INPUT DATA section start
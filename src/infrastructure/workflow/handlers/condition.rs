//! CONDITION handler

use async_trait::async_trait;
use serde_json::{json, Value};
use tracing::debug;

use super::config_error;
use crate::domain::workflow::{
    is_truthy, resolve_value, strip_placeholder, ConditionRule, ExecutionContext,
    NestedStepExecutor, StepHandler, StepResult, WorkflowError, WorkflowStep, CONDITION_KEY,
};

/// Child config keys selecting the branch a child belongs to
const BRANCH_KEYS: [&str; 2] = ["when", "_branch"];

/// Evaluates a condition and runs the matching branch of its children
///
/// The condition is the truthiness of `field` and/or every entry of `rules`.
/// Children carry a `when` flag (default true); the matching ones run on the
/// same context, so whatever they merge is visible to the following steps.
pub struct ConditionHandler;

impl ConditionHandler {
    fn evaluate(step: &WorkflowStep, context: &ExecutionContext) -> Result<bool, WorkflowError> {
        let field = step
            .config_str("field")
            .map(str::trim)
            .filter(|f| !f.is_empty());
        let rules = parse_rules(step)?;

        if field.is_none() && rules.is_empty() {
            return Err(config_error(
                step.id(),
                "Condition requires a field or at least one rule",
            ));
        }

        let field_holds = field.map_or(true, |path| {
            resolve_value(strip_placeholder(path), context).is_some_and(is_truthy)
        });

        Ok(field_holds && rules.iter().all(|rule| rule.evaluate(context)))
    }
}

fn parse_rules(step: &WorkflowStep) -> Result<Vec<ConditionRule>, WorkflowError> {
    match step.config_value("rules") {
        None | Some(Value::Null) => Ok(Vec::new()),
        Some(rules) => serde_json::from_value(rules.clone())
            .map_err(|e| config_error(step.id(), format!("Invalid condition rules: {}", e))),
    }
}

/// Branch a child step belongs to; children without a marker run on `true`
fn branch_of(child: &WorkflowStep) -> bool {
    let marker = BRANCH_KEYS
        .iter()
        .find_map(|key| child.config_value(key).filter(|v| !v.is_null()));

    match marker {
        None => true,
        Some(Value::Bool(b)) => *b,
        Some(Value::String(s)) => !matches!(
            s.trim().to_lowercase().as_str(),
            "no" | "false" | "0" | "else"
        ),
        Some(other) => is_truthy(other),
    }
}

#[async_trait]
impl StepHandler for ConditionHandler {
    async fn handle(
        &self,
        context: &mut ExecutionContext,
        step: &WorkflowStep,
        executor: &dyn NestedStepExecutor,
    ) -> Result<StepResult, WorkflowError> {
        let result = Self::evaluate(step, context)?;

        let branch: Vec<WorkflowStep> = step
            .ordered_children()
            .into_iter()
            .filter(|child| branch_of(child) == result)
            .collect();

        debug!(
            step_id = %step.id(),
            result,
            branch_steps = branch.len(),
            "Condition evaluated"
        );

        let executed = if branch.is_empty() {
            0
        } else {
            executor.execute_steps(&branch, context).await?.outcomes.len()
        };

        Ok(StepResult::completed(json!({
            "condition": if result { "YES" } else { "NO" },
            "result": result,
            "executed": executed,
        }))
        .with_context(json!({ CONDITION_KEY: { step.id().as_str(): result } })))
    }
}
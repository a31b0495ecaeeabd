//! Workflow error types

use thiserror::Error;

/// Errors that can occur while loading or executing workflows
#[derive(Debug, Clone, Error, PartialEq)]
pub enum WorkflowError {
    #[error("No handler registered for step type '{key}'")]
    HandlerNotFound { key: String },

    #[error("Step execution failed in '{step}': {message}")]
    StepExecution { step: String, message: String },

    #[error("Validation error: {0}")]
    Validation(String),

    #[error("Invalid input: {0}")]
    InvalidInput(String),

    #[error("Workflow is disabled: {0}")]
    Disabled(String),

    #[error("Maximum nesting depth of {depth} exceeded")]
    NestingTooDeep { depth: usize },

    #[error("Unknown step types: {}", .0.join(", "))]
    UnknownStepTypes(Vec<String>),
}

impl WorkflowError {
    pub fn handler_not_found(key: impl Into<String>) -> Self {
        Self::HandlerNotFound { key: key.into() }
    }

    pub fn step_execution(step: impl Into<String>, message: impl Into<String>) -> Self {
        Self::StepExecution {
            step: step.into(),
            message: message.into(),
        }
    }

    pub fn validation(message: impl Into<String>) -> Self {
        Self::Validation(message.into())
    }

    pub fn invalid_input(message: impl Into<String>) -> Self {
        Self::InvalidInput(message.into())
    }

    pub fn disabled(id: impl Into<String>) -> Self {
        Self::Disabled(id.into())
    }

    pub fn nesting_too_deep(depth: usize) -> Self {
        Self::NestingTooDeep { depth }
    }

    /// Whether the error means no handler could be resolved for a step
    pub fn is_handler_not_found(&self) -> bool {
        matches!(self, Self::HandlerNotFound { .. })
    }
}
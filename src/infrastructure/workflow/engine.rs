//! Workflow engine
//!
//! Runs steps strictly in order against one shared context. Every
//! invocation, nested ones included, opens an execution log entry before
//! dispatch and closes it exactly once afterwards.

use std::fmt;
use std::sync::Arc;
use std::time::Instant;

use async_trait::async_trait;
use serde::Deserialize;
use tracing::{debug, error, info, warn};

use crate::domain::execution_log::{ExecutionLog, ExecutionLogId, ExecutionLogStore, LogCompletion};
use crate::domain::workflow::{
    handler_key, ExecutionContext, HandlerRegistry, NestedStepExecutor, OnErrorAction, RunSummary,
    StepId, StepOutcome, StepResult, StepsRun, Workflow, WorkflowError, WorkflowExecutor,
    WorkflowId, WorkflowStep,
};

/// Configuration for the workflow engine
#[derive(Debug, Clone, Deserialize)]
#[serde(default)]
pub struct WorkflowEngineConfig {
    /// Error policy when neither the step nor the workflow sets one
    pub default_on_error: OnErrorAction,

    /// Reject workflows naming unregistered step types before running them
    pub strict_validation: bool,

    /// Maximum nesting depth of CONDITION / FOR_EACH children
    pub max_depth: usize,
}

impl Default for WorkflowEngineConfig {
    fn default() -> Self {
        Self {
            default_on_error: OnErrorAction::Continue,
            strict_validation: false,
            max_depth: 16,
        }
    }
}

/// Workflow engine dispatching steps to registered handlers
pub struct WorkflowEngine {
    registry: Arc<HandlerRegistry>,
    log_store: Arc<dyn ExecutionLogStore>,
    config: WorkflowEngineConfig,
}

impl fmt::Debug for WorkflowEngine {
    fn fmt(&self, f: &mut fmt::Formatter<'_>) -> fmt::Result {
        f.debug_struct("WorkflowEngine")
            .field("registry", &self.registry)
            .field("config", &self.config)
            .finish_non_exhaustive()
    }
}

/// Framing of one list of steps being executed
///
/// Handlers receive the scope of their own invocation, so children they run
/// are logged under it and one level deeper.
struct RunScope<'a> {
    engine: &'a WorkflowEngine,
    workflow_id: &'a WorkflowId,
    workflow_on_error: Option<OnErrorAction>,
    parent_log_id: Option<ExecutionLogId>,
    depth: usize,
}

impl<'a> RunScope<'a> {
    fn root(engine: &'a WorkflowEngine, workflow_id: &'a WorkflowId) -> Self {
        Self {
            engine,
            workflow_id,
            workflow_on_error: None,
            parent_log_id: None,
            depth: 0,
        }
    }

    fn child(&self, parent_log_id: ExecutionLogId) -> Self {
        Self {
            engine: self.engine,
            workflow_id: self.workflow_id,
            workflow_on_error: self.workflow_on_error,
            parent_log_id: Some(parent_log_id),
            depth: self.depth + 1,
        }
    }
}
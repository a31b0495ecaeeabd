use std::collections::HashMap;

use serde::Deserialize;

use crate::infrastructure::workflow::WorkflowEngineConfig;

/// Application configuration
#[derive(Debug, Clone, Default, Deserialize)]
#[serde(default)]
pub struct AppConfig {
    pub logging: LoggingConfig,
    pub engine: WorkflowEngineConfig,
    pub ai: AiConfig,
    pub http: HttpConfig,
}

#[derive(Debug, Clone, Deserialize)]
#[serde(default)]
pub struct LoggingConfig {
    pub level: String,
    pub format: LogFormat,
}

#[derive(Debug, Clone, Deserialize, Default, PartialEq, Eq)]
#[serde(rename_all = "lowercase")]
pub enum LogFormat {
    #[default]
    Pretty,
    Json,
}

/// Text generation backend settings
///
/// Without an `api_key` AI_PROMPT steps fail with a configuration error.
#[derive(Debug, Clone, Deserialize)]
#[serde(default)]
pub struct AiConfig {
    pub base_url: String,
    pub api_key: Option<String>,
    pub model: String,
    pub input_price_per_1k: f64,
    pub output_price_per_1k: f64,
    pub timeout_secs: u64,

    /// Prompt library addressed by `prompt_template_id`
    pub prompts: HashMap<String, String>,
}

/// Outbound client used by FETCH_API_DATA steps
#[derive(Debug, Clone, Deserialize)]
#[serde(default)]
pub struct HttpConfig {
    pub timeout_secs: u64,
}

impl Default for HttpConfig {
    fn default() -> Self {
        Self { timeout_secs: 30 }
    }
}

impl Default for LoggingConfig {
    fn default() -> Self {
        Self {
            level: "info".to_string(),
            format: LogFormat::default(),
        }
    }
}

impl Default for AiConfig {
    fn default() -> Self {
        Self {
            base_url: "https://api.openai.com".to_string(),
            api_key: None,
            model: "gpt-4o-mini".to_string(),
            input_price_per_1k: 0.00015,
            output_price_per_1k: 0.0006,
            timeout_secs: 60,
            prompts: HashMap::new(),
        }
    }
}

impl AiConfig {
    /// API key, if one is set and not blank
    pub fn api_key(&self) -> Option<&str> {
        self.api_key.as_deref().map(str::trim).filter(|k| !k.is_empty())
    }
}

impl AppConfig {
    pub fn load() -> Result<Self, config::ConfigError> {
        let config = config::Config::builder()
            .add_source(config::File::with_name("config/default").required(false))
            .add_source(config::File::with_name("config/local").required(false))
            .add_source(
                config::Environment::with_prefix("APP")
                    .separator("__")
                    .try_parsing(true),
            )
            .build()?;

        config.try_deserialize()
    }
}
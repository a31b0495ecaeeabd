//! Validate command - checks a workflow file against the built-in handlers

use std::path::PathBuf;

use clap::Args;
use tracing::info;

use crate::domain::workflow::{HandlerRegistry, Workflow};
use crate::infrastructure::workflow::load_workflow;

/// Arguments for the validate command
#[derive(Args, Clone, Debug)]
pub struct ValidateArgs {
    /// Workflow definition file (.json or .toml)
    #[arg(long)]
    pub workflow: PathBuf,
}

/// Run the command
pub async fn run(args: ValidateArgs) -> anyhow::Result<()> {
    let config = super::bootstrap();
    let runtime = crate::create_runtime_with_config(&config)?;

    let workflow = load_workflow(&args.workflow).await?;
    println!("{}", validate(&workflow, runtime.engine.registry())?);

    Ok(())
}

/// Check every step, nested ones included, and describe the result
pub fn validate(workflow: &Workflow, registry: &HandlerRegistry) -> anyhow::Result<String> {
    registry.validate(workflow)?;

    let steps = count_steps(workflow.steps());
    info!(workflow_id = %workflow.id(), steps, "Workflow is valid");

    Ok(format!(
        "Workflow '{}' is valid ({} steps)",
        workflow.id(),
        steps
    ))
}

fn count_steps(steps: &[crate::domain::workflow::WorkflowStep]) -> usize {
    steps
        .iter()
        .map(|step| 1 + count_steps(step.children()))
        .sum()
}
INPUT DATA section end
Filter the records above and return every line that holds the word "PathBuf".

> [ANSWER FOR THIS EXERCISE]
use std::path::PathBuf;
    pub workflow: PathBuf,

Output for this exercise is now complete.